Config precedence rules: CLI vs environment vs file

Silent configuration mismatches frequently disrupt containerized Python deployments. Orchestration platforms inject environment variables that unintentionally shadow explicit CLI arguments. Understanding Configuration Precedence Rules eliminates this ambiguity. Explicit hierarchy enforcement prevents staging credentials from leaking into production workloads.

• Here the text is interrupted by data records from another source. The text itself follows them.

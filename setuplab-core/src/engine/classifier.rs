//! Bar-path outcome classifier.
//!
//! Walks a session's bars in order and decides, for one setup, whether and
//! where it triggered and which of stop, target 1, and target 2 was reached
//! first. Each bar is expanded into a four-point path by a [`PathPolicy`];
//! every segment of that path gets three checks: the point it starts at, the
//! levels it crosses, and the point it ends at.

use std::ops::ControlFlow;

use chrono::{DateTime, Utc};
use serde::{Deserialize, Serialize};

use crate::domain::{round_dp, PriceBar, SetupCandidate, SetupEvaluation};
use crate::engine::realized_r::{realized_r, TradeLegs};
use crate::engine::state::EvalState;
use crate::execution::trigger::{
    at_or_beyond_stop, at_or_beyond_target, crosses_stop, crosses_target, entry_trigger_price,
};
use crate::execution::{
    CloseDirection, EffectiveLevels, ExecutionModel, PathPolicy, ResolvedExecution,
};

/// Per-call switches for the classifier.
#[derive(Debug, Clone, Copy, Default, PartialEq, Eq, Serialize, Deserialize)]
pub struct EvaluationOptions {
    /// Start already triggered at the setup's persisted `triggered_at`,
    /// filled at the entry midpoint. Off by default: backtests re-derive the
    /// trigger from bars.
    pub respect_persisted_trigger: bool,
}

/// Classify a setup against sorted bars using the close-direction path.
pub fn evaluate_setup(
    setup: &SetupCandidate,
    bars: &[PriceBar],
    model: &ExecutionModel,
    options: EvaluationOptions,
) -> SetupEvaluation {
    evaluate_setup_with_policy(setup, bars, model, options, &CloseDirection)
}

/// Classify a setup against sorted bars using an explicit path policy.
pub fn evaluate_setup_with_policy<P: PathPolicy + ?Sized>(
    setup: &SetupCandidate,
    bars: &[PriceBar],
    model: &ExecutionModel,
    options: EvaluationOptions,
    policy: &P,
) -> SetupEvaluation {
    let execution = model.resolve_for(setup);
    let walk = Walk {
        setup,
        execution,
        levels: execution.effective_levels(setup),
        zone: setup.entry_zone(),
        policy,
    };

    let initial = match setup.triggered_at {
        Some(at) if options.respect_persisted_trigger => {
            EvalState::pre_triggered(at, round_dp(setup.entry_mid(), 2))
        }
        _ => EvalState::default(),
    };
    let first_seen_ms = setup.first_seen_at.map(|at| at.timestamp_millis());

    let flow = bars
        .iter()
        .filter(|bar| first_seen_ms.map_or(true, |ms| bar.timestamp >= ms))
        .filter(|bar| !bar.is_void())
        .try_fold(initial, |state, bar| {
            let state = walk.observe(state, bar);
            if state.is_resolved() {
                ControlFlow::Break(state)
            } else {
                ControlFlow::Continue(state)
            }
        });
    let mut state = match flow {
        ControlFlow::Break(state) | ControlFlow::Continue(state) => state,
    };
    state.expire();

    let realized = walk.realized_r(&state);
    let ambiguity_count = state.ambiguity_count;
    SetupEvaluation {
        setup_id: setup.id.clone(),
        session_date: setup.session_date,
        setup_type: setup.setup_type.clone(),
        direction: setup.direction,
        regime: setup.regime.clone(),
        tier: setup.tier.clone(),
        outcome: state.into_outcome(realized),
        ambiguity_count,
        missing_target2: setup.target2_price.is_none(),
    }
}

/// Fixed inputs for one setup's scan.
struct Walk<'a, P: ?Sized> {
    setup: &'a SetupCandidate,
    execution: ResolvedExecution,
    levels: EffectiveLevels,
    zone: (f64, f64),
    policy: &'a P,
}

impl<P: PathPolicy + ?Sized> Walk<'_, P> {
    fn observe(&self, mut state: EvalState, bar: &PriceBar) -> EvalState {
        let Some(at) = bar.time() else {
            return state;
        };
        state.last_observed = Some((at, bar.close));

        let path = self.policy.path(bar);
        let mut ambiguity_checked = false;
        for segment in path.windows(2) {
            let (mut start, end) = (segment[0], segment[1]);

            if !state.is_triggered() {
                let Some(trigger) = entry_trigger_price(start, end, self.zone.0, self.zone.1)
                else {
                    continue;
                };
                let fill = self.execution.entry_fill(trigger, self.setup.direction);
                state.mark_triggered(at, fill);
                start = trigger;
            }

            if !ambiguity_checked {
                ambiguity_checked = true;
                if bar.covers(self.active_stop(&state)) && bar.covers(self.levels.target1) {
                    state.ambiguity_count += 1;
                }
            }

            self.check_point(&mut state, start, at);
            if state.is_resolved() {
                break;
            }
            self.check_segment(&mut state, start, end, at);
            if state.is_resolved() {
                break;
            }
            self.check_point(&mut state, end, at);
            if state.is_resolved() {
                break;
            }
        }
        state
    }

    /// Initial stop, or the entry fill once target 1 is in and breakeven is on.
    fn active_stop(&self, state: &EvalState) -> f64 {
        if state.t1_hit() && self.execution.move_stop_to_breakeven {
            state
                .entry_fill
                .unwrap_or_else(|| round_dp(self.setup.entry_mid(), 2))
        } else {
            self.levels.stop
        }
    }

    // Ties go to the stop, then target 2, then target 1.
    fn check_point(&self, state: &mut EvalState, price: f64, at: DateTime<Utc>) {
        let direction = self.setup.direction;
        if at_or_beyond_stop(price, self.active_stop(state), direction) {
            state.mark_stop(at);
        } else if self
            .levels
            .target2
            .is_some_and(|t2| at_or_beyond_target(price, t2, direction))
        {
            state.mark_t2(at);
        } else if at_or_beyond_target(price, self.levels.target1, direction) {
            state.mark_t1(at);
        }
    }

    fn check_segment(&self, state: &mut EvalState, start: f64, end: f64, at: DateTime<Utc>) {
        let direction = self.setup.direction;
        if !state.t1_hit() && crosses_target(start, end, self.levels.target1, direction) {
            state.mark_t1(at);
        }
        if let Some(t2) = self.levels.target2 {
            if crosses_target(start, end, t2, direction) {
                state.mark_t2(at);
            }
        }
        if crosses_stop(start, end, self.active_stop(state), direction) {
            state.mark_stop(at);
        }
    }

    fn realized_r(&self, state: &EvalState) -> Option<f64> {
        let outcome = state.final_outcome?;
        let entry_fill = state.entry_fill?;
        let legs = TradeLegs {
            direction: self.setup.direction,
            entry_fill,
            risk_stop: self.setup.risk_stop(),
            target1: self.setup.target1_price,
            target2: self.setup.target2_price,
            partial_at_t1: self.execution.partial_at_t1,
            move_stop_to_breakeven: self.execution.move_stop_to_breakeven,
            commission_r: self.execution.commission_r,
            stop_hit: state.stop_hit(),
            last_close: state.last_close(),
        };
        Some(realized_r(outcome, &legs))
    }
}
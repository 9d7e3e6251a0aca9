//! SetupLab CLI: backtest and geometry-sweep commands.
//!
//! Commands:
//! - `backtest`: evaluate setups once against their session bars
//! - `sweep`: grid-search geometry and trade management per setup family
//!
//! Setups are read from a JSON array of rows, bars from a CSV directory laid
//! out as `<bars>/<second|minute>/<YYYY-MM-DD>.csv`. Reports are written as
//! pretty JSON to `--output` or stdout.

use anyhow::{Context, Result};
use chrono::{NaiveDate, Utc};
use clap::{Args, Parser, Subcommand};
use serde::Serialize;
use setuplab_runner::{
    intake_rows, run_backtest, run_sweep, BacktestSummary, CsvBarSource, IntakeReport,
    OptimizerProfile, Resolution, RunnerConfig, SetupFamily, SetupRow, SweepReport,
};
use std::path::{Path, PathBuf};
use tracing::info;
use tracing_subscriber::{layer::SubscriberExt, util::SubscriberInitExt, EnvFilter};

#[derive(Parser)]
#[command(
    name = "setuplab",
    about = "SetupLab CLI: setup outcome backtests and geometry sweeps"
)]
struct Cli {
    /// Log at debug level (overridden by RUST_LOG).
    #[arg(long, short, global = true, default_value_t = false)]
    verbose: bool,

    #[command(subcommand)]
    command: Commands,
}

#[derive(Args)]
struct InputArgs {
    /// JSON file holding an array of setup rows.
    #[arg(long)]
    setups: PathBuf,

    /// Bar directory with `second/` and `minute/` CSV sessions.
    #[arg(long)]
    bars: PathBuf,

    /// TOML run config. Defaults apply when omitted.
    #[arg(long)]
    config: Option<PathBuf>,

    /// Optimizer profile JSON (geometry, trade management, pauses).
    #[arg(long)]
    profile: Option<PathBuf>,

    /// First session date to include (YYYY-MM-DD).
    #[arg(long)]
    from: Option<NaiveDate>,

    /// Last session date to include (YYYY-MM-DD).
    #[arg(long)]
    to: Option<NaiveDate>,

    /// Bar resolution: auto, second, or minute.
    #[arg(long, value_parser = parse_resolution)]
    resolution: Option<Resolution>,

    /// Where to write the JSON report. Stdout when omitted.
    #[arg(long)]
    output: Option<PathBuf>,
}

#[derive(Subcommand)]
enum Commands {
    /// Evaluate every admitted setup once and summarize the results.
    Backtest {
        #[command(flatten)]
        input: InputArgs,

        /// Include one row per evaluated setup in the report.
        #[arg(long, default_value_t = false)]
        include_rows: bool,
    },
    /// Search geometry and trade management for each setup family.
    Sweep {
        #[command(flatten)]
        input: InputArgs,

        /// Three values per geometry axis and breakeven always on.
        #[arg(long, default_value_t = false)]
        fast: bool,

        /// Families to sweep, comma separated. All when omitted.
        #[arg(long, value_delimiter = ',')]
        families: Vec<SetupFamily>,

        /// Evaluate candidates on one thread.
        #[arg(long, default_value_t = false)]
        sequential: bool,

        /// Write the profile with improved families applied to this path.
        #[arg(long)]
        write_profile: Option<PathBuf>,
    },
}

fn main() -> Result<()> {
    let cli = Cli::parse();
    init_logging(cli.verbose);

    match cli.command {
        Commands::Backtest {
            input,
            include_rows,
        } => run_backtest_cmd(&input, include_rows),
        Commands::Sweep {
            input,
            fast,
            families,
            sequential,
            write_profile,
        } => run_sweep_cmd(&input, fast, families, sequential, write_profile.as_deref()),
    }
}

fn init_logging(verbose: bool) {
    let level = if verbose { "debug" } else { "info" };
    let env_filter = EnvFilter::try_from_default_env().unwrap_or_else(|_| EnvFilter::new(level));
    // Logs go to stderr so a JSON report on stdout stays clean.
    tracing_subscriber::registry()
        .with(env_filter)
        .with(
            tracing_subscriber::fmt::layer()
                .with_writer(std::io::stderr)
                .with_target(true),
        )
        .init();
}

fn parse_resolution(s: &str) -> Result<Resolution, String> {
    match s {
        "auto" => Ok(Resolution::Auto),
        "second" => Ok(Resolution::Second),
        "minute" => Ok(Resolution::Minute),
        other => Err(format!("invalid resolution '{other}'. Valid: auto, second, minute")),
    }
}

/// Config, profile, and admitted setups for one invocation.
struct Prepared {
    config: RunnerConfig,
    profile: Option<OptimizerProfile>,
    intake: IntakeReport,
}

fn prepare(input: &InputArgs) -> Result<Prepared> {
    let mut config = match &input.config {
        Some(path) => RunnerConfig::from_file(path)?,
        None => RunnerConfig::default(),
    };
    if input.from.is_some() {
        config.filter.from = input.from;
    }
    if input.to.is_some() {
        config.filter.to = input.to;
    }
    if let Some(resolution) = input.resolution {
        config.backtest.resolution = resolution;
    }

    let profile = input
        .profile
        .as_deref()
        .map(OptimizerProfile::from_file)
        .transpose()?;
    if let Some(profile) = &profile {
        profile.configure(&mut config);
    }
    config.validate()?;

    let rows = read_rows(&input.setups)?;
    let intake = intake_rows(&rows, &config.filter);
    info!(
        rows = rows.len(),
        admitted = intake.setups.len(),
        malformed = intake.malformed,
        "setups loaded"
    );
    Ok(Prepared {
        config,
        profile,
        intake,
    })
}

fn read_rows(path: &Path) -> Result<Vec<SetupRow>> {
    let content = std::fs::read_to_string(path)
        .with_context(|| format!("reading setups from {}", path.display()))?;
    serde_json::from_str(&content).with_context(|| format!("parsing setups in {}", path.display()))
}

fn run_backtest_cmd(input: &InputArgs, include_rows: bool) -> Result<()> {
    let Prepared {
        mut config,
        profile,
        intake,
    } = prepare(input)?;
    config.backtest.include_rows = include_rows;

    let source = CsvBarSource::new(&input.bars);
    let summary = run_backtest(&intake, &source, &config, profile.as_ref());

    write_report(&summary, input.output.as_deref())?;
    if input.output.is_some() {
        print_backtest_summary(&summary);
    }
    Ok(())
}

fn run_sweep_cmd(
    input: &InputArgs,
    fast: bool,
    families: Vec<SetupFamily>,
    sequential: bool,
    write_profile: Option<&Path>,
) -> Result<()> {
    let Prepared {
        mut config,
        profile,
        intake,
    } = prepare(input)?;
    config.sweep.fast_mode |= fast;
    config.sweep.parallel &= !sequential;
    if !families.is_empty() {
        config.sweep.families = families;
    }

    let source = CsvBarSource::new(&input.bars);
    let report = run_sweep(&intake, &source, &config, None);

    write_report(&report, input.output.as_deref())?;
    if input.output.is_some() {
        print_sweep_summary(&report);
    }

    if let Some(path) = write_profile {
        let mut profile = profile.unwrap_or_default();
        for note in profile.apply_sweep(&report, Utc::now()) {
            info!("{note}");
        }
        let json = serde_json::to_string_pretty(&profile)?;
        std::fs::write(path, json)
            .with_context(|| format!("writing profile to {}", path.display()))?;
        info!(path = %path.display(), "profile written");
    }
    Ok(())
}

fn write_report<T: Serialize>(report: &T, output: Option<&Path>) -> Result<()> {
    let json = serde_json::to_string_pretty(report)?;
    match output {
        Some(path) => {
            if let Some(parent) = path.parent().filter(|p| !p.as_os_str().is_empty()) {
                std::fs::create_dir_all(parent)?;
            }
            std::fs::write(path, json)
                .with_context(|| format!("writing report to {}", path.display()))?;
            println!("Report saved to: {}", path.display());
        }
        None => println!("{json}"),
    }
    Ok(())
}

fn print_backtest_summary(summary: &BacktestSummary) {
    let p = &summary.profitability;
    println!();
    println!("=== Backtest Summary ===");
    println!(
        "Setups:         {} ({} evaluated, {} skipped)",
        summary.setup_count, summary.evaluated_setup_count, summary.skipped_setup_count
    );
    println!("Triggered:      {}", p.triggered_count);
    println!("Resolved:       {}", p.resolved_count);
    println!("T1 Win Rate:    {:.2}%", summary.metrics.t1_win_rate_pct);
    println!("T2 Win Rate:    {:.2}%", summary.metrics.t2_win_rate_pct);
    println!("Expectancy:     {:.4}R", p.expectancy_r);
    println!("Cumulative:     {:.4}R", p.cumulative_realized_r);
    println!("Ambiguous Bars: {}", summary.ambiguous_bar_count);
    for note in &summary.notes {
        println!("NOTE: {note}");
    }
    println!();
}

fn print_sweep_summary(report: &SweepReport) {
    println!();
    println!("=== Sweep Summary ===");
    println!("{:<16} {:>8} {:>10} {:>10} {:>9}", "Family", "Setups", "Best", "Baseline", "Delta");
    println!("{}", "-".repeat(57));
    for (family, result) in &report.families {
        match result {
            Some(r) => println!(
                "{:<16} {:>8} {:>10.2} {:>10.2} {:>+9.2}",
                family.as_str(),
                r.setup_count,
                r.best.metrics.objective_conservative,
                r.baseline.metrics.objective_conservative,
                r.delta.objective_conservative
            ),
            None => println!("{:<16} {:>8}", family.as_str(), "-"),
        }
    }
    for note in &report.notes {
        println!("NOTE: {note}");
    }
    println!();
}
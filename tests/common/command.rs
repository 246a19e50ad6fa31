use crate::common::file::{FileSpec, write_file};
use assert_cmd::Command;
use assert_fs::TempDir;
use rstest::fixture;
use std::path::{Path, PathBuf};

#[fixture]
pub fn workdir() -> TempDir {
    TempDir::new().expect("Failed to create temp dir")
}

#[fixture]
pub fn file_a() -> String {
    r#"fn main() {
    let s = String::new();
    std::io::stdin().read_line(&mut s).unwrap();
    for i in 0..1000000000 {
        println!("{}",  s);
    }

    println!("Done");

    let tx = std::thread::spawn(move || {
        for i in 0..10 {
            println!("Thread: {}", i);
        }
    });

    tx.join().unwrap();

    println!("All threads completed");
}"#
    .to_string()
}

#[fixture]
pub fn file_b() -> String {
    r#"fn main() {
    let s = String::new();
    std::io::stdin().read_line(&mut s).unwrap();

    println!("Done");

    let tx = std::thread::spawn(move || {
        for i in 0..10 {
            println!("Thread: {}", i);
        }
    });

    if let Err(e) = tx.join() {
        eprintln!("Thread error: {}", e);
    }

    println!("All threads completed");
}"#
    .to_string()
}

#[fixture]
pub fn diff_hunks_output() -> String {
    "@@ -1,9 +1,6 @@\n fn main() {\n     let s = String::new();\n     std::io::stdin().read_line(&mut s).unwrap();\n-    for i in 0..1000000000 {\n-        println!(\"{}\",  s);\n-    }\n \n     println!(\"Done\");\n \n@@ -13,7 +10,9 @@\n         }\n     });\n \n-    tx.join().unwrap();\n+    if let Err(e) = tx.join() {\n+        eprintln!(\"Thread error: {}\", e);\n+    }\n \n     println!(\"All threads completed\");\n }\n"
    .to_string()
}

/// Writes `content` to `name` inside `dir` and returns the full path.
pub fn write_input(dir: &Path, name: &str, content: &str) -> PathBuf {
    let path = dir.join(name);
    write_file(FileSpec::new(path.clone(), content.to_string()));
    path
}

pub fn run_udiff_command(dir: &Path, args: &[&str]) -> Command {
    let mut cmd = Command::cargo_bin("udiff").expect("Failed to find udiff binary");
    cmd.current_dir(dir);
    cmd.env_remove("RUST_LOG");
    for arg in args {
        cmd.arg(arg);
    }
    cmd
}
use derive_new::new;
use std::path::PathBuf;

#[derive(Debug, Clone, Eq, PartialEq, new)]
pub struct FileSpec {
    pub path: PathBuf,
    pub content: String,
}

pub fn write_file(file_spec: FileSpec) {
    if let Some(parent) = file_spec.path.parent() {
        std::fs::create_dir_all(parent).expect("Failed to create parent directory");
    }

    std::fs::write(&file_spec.path, file_spec.content).expect("Failed to write file");
}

The failure manifests when a custom loader evaluates sources sequentially without a unified hierarchy. A service receiving --db-host=prod-db connects to staging-db because DB_HOST was injected earlier. Standard libraries like argparse, os.environ, and python-dotenv lack deterministic ordering. This violates strict type safety and breaks environment parity across deployment stages.

Reproducing the Incident

  1. Export DB_HOST=staging-db in the host environment.
  2. Mount a configuration file containing db_host: legacy-db.
  3. Execute python app.py --db-host=prod-db.
  4. Observe the application routing to the environment or file value.
  5. Verify logs show incorrect connections without override warnings.

Root Cause Analysis

Root cause analysis reveals that naive os.environ.get() calls bypass CLI parsing. Many teams incorrectly assume command-line flags always win. Python’s standard configuration ecosystem evaluates sources in arbitrary orders. Reviewing Core Configuration Patterns & File Formats confirms that explicit precedence chains are mandatory for secure deployments.

Secure Implementation

Replace ad-hoc loading with a deterministic resolver. The following implementation enforces a strict CLI > Environment > .env > File > Defaults chain. It disables automatic dotenv overrides and maps CLI arguments explicitly. Type validation occurs at initialization to prevent malformed environment variable injection.

from pydantic_settings import BaseSettings, SettingsConfigDict
import argparse
import sys

def get_cli_overrides() -> dict[str, str]:
    parser = argparse.ArgumentParser(add_help=False)
    parser.add_argument("--db-host", default=None)
    args, _ = parser.parse_known_args()
    return {k: v for k, v in vars(args).items() if v is not None}

class AppConfig(BaseSettings):
    db_host: str
    model_config = SettingsConfigDict(
        env_file=".env",
        env_file_encoding="utf-8",
        extra="ignore",
    )

    def __init__(self, **kwargs: object) -> None:
        super().__init__(**kwargs)
        cli_overrides = get_cli_overrides()
        for key, value in cli_overrides.items():
            setattr(self, key, value)

config = AppConfig()

Security & Type Safety Boundaries

Security boundaries require strict separation between configuration resolution and secret exposure. Never log resolved values or dump the entire settings object. Use runtime secret injection via AWS Secrets Manager or HashiCorp Vault. Validate all types at startup to reject malformed strings before they reach database drivers.

Validation & Environment Parity

Validation must guarantee environment parity between local development and production clusters. Unit tests should mock os.environ and assert CLI flags override injected variables. Integration tests require running containers with simulated Kubernetes ConfigMap injections. Verify the /health endpoint returns correct host metadata under load.

Maintain parity by mirroring deployment injection orders in CI/CD pipelines. Use pytest with monkeypatch to simulate exact precedence chains. Deploy to staging with a --dry-run flag that outputs a resolved configuration hash. This hash validates logic without exposing sensitive secrets in pipeline logs.

Prevention Strategies

Prevention strategies must enforce deterministic behavior across the platform. Adopt a centralized schema using Pydantic or Cerberus to document precedence explicitly. Implement a startup audit hook that logs warnings when multiple sources define identical keys. Disable override=True in .env loaders for production execution paths.

Bake non-secret configuration into immutable container images. Inject runtime secrets exclusively via sidecar proxies or ephemeral memory mounts. Enforce CI linting rules that flag unsafe dotenv configurations. These controls eliminate silent overrides and guarantee predictable service behavior.